Task details> Give the count of lines in the data that include "room", with no other words.

Task material>

******

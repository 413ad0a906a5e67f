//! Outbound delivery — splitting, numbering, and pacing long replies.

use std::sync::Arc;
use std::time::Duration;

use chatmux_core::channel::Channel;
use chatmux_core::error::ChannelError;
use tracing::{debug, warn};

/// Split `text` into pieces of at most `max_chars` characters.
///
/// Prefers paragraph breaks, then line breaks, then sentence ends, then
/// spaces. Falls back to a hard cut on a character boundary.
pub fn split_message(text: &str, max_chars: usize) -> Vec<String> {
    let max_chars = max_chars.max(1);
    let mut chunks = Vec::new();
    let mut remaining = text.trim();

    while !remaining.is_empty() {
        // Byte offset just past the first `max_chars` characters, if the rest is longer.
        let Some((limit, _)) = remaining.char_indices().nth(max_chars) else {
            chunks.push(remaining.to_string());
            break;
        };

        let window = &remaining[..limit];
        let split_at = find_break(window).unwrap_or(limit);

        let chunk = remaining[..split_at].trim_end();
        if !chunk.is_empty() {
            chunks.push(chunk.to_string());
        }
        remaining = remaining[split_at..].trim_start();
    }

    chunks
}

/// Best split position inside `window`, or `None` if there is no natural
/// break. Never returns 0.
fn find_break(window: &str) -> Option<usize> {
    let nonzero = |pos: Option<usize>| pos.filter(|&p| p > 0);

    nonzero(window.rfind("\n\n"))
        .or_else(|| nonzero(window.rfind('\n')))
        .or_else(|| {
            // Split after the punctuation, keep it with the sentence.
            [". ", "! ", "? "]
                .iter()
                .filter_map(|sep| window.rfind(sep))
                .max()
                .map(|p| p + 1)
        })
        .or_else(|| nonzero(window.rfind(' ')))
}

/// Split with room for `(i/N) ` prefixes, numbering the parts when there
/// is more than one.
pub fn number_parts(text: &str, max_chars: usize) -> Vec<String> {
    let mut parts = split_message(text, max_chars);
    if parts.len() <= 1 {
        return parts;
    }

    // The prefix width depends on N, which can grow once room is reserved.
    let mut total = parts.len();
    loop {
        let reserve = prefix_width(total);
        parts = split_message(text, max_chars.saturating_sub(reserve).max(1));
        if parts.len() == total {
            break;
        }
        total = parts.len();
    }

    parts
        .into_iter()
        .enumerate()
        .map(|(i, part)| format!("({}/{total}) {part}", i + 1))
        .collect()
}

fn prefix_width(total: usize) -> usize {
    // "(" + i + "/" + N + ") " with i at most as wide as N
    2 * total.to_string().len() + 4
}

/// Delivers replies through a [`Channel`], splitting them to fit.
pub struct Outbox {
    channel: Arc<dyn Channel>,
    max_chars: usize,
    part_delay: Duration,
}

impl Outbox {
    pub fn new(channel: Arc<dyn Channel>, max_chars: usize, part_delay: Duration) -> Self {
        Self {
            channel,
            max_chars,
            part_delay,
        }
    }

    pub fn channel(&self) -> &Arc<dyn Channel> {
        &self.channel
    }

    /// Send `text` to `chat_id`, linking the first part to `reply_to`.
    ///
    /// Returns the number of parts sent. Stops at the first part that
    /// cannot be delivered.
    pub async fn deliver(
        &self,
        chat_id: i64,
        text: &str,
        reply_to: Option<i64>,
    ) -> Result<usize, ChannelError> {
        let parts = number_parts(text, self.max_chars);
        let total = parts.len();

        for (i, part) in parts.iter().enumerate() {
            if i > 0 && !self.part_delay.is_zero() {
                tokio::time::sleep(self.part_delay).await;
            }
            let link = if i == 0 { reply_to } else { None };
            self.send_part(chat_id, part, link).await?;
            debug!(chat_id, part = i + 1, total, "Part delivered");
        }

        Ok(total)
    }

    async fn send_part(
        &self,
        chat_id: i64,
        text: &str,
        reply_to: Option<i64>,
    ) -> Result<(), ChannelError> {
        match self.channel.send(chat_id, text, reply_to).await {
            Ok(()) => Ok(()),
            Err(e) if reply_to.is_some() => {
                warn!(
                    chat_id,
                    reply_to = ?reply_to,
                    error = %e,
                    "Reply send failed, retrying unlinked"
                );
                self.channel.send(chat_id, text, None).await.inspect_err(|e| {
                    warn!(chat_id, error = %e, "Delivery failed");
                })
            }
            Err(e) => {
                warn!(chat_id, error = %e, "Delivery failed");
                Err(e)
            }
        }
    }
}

******

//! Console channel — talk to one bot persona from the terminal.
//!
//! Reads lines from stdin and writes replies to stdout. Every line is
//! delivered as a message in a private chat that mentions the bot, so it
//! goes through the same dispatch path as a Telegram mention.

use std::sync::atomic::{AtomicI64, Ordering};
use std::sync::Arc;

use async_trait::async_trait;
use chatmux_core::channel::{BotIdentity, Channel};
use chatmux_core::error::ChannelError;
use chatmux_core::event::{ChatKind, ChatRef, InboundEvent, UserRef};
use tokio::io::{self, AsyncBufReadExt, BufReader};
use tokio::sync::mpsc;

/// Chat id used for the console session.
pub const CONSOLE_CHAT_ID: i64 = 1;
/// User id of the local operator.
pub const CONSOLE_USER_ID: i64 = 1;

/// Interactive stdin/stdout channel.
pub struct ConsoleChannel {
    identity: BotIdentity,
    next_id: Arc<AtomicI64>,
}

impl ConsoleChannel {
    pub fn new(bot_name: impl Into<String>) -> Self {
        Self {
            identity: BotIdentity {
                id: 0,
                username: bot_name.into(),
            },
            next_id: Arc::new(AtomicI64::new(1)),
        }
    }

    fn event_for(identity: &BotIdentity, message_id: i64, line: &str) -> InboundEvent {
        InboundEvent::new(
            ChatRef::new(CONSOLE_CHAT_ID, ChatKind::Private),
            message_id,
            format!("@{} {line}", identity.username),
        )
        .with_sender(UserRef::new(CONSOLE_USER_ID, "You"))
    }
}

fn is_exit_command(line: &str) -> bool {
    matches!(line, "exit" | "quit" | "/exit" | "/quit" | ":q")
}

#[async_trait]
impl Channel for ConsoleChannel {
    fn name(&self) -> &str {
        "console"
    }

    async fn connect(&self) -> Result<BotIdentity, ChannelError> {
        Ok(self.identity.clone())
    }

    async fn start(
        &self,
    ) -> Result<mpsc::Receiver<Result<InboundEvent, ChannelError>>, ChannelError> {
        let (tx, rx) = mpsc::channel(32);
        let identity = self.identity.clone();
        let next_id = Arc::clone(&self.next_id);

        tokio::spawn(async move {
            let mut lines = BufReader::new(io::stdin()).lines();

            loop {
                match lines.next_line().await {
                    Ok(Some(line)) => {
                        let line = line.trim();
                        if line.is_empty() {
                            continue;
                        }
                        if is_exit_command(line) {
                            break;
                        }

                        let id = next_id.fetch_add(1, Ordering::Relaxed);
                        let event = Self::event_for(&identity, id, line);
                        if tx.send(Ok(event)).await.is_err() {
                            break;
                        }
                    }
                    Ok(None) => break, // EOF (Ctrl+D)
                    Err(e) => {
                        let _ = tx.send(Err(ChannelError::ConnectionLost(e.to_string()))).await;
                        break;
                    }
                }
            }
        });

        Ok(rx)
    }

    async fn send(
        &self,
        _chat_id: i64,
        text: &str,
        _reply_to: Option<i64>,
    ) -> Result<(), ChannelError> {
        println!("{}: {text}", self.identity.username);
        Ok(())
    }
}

******

Answer space> 2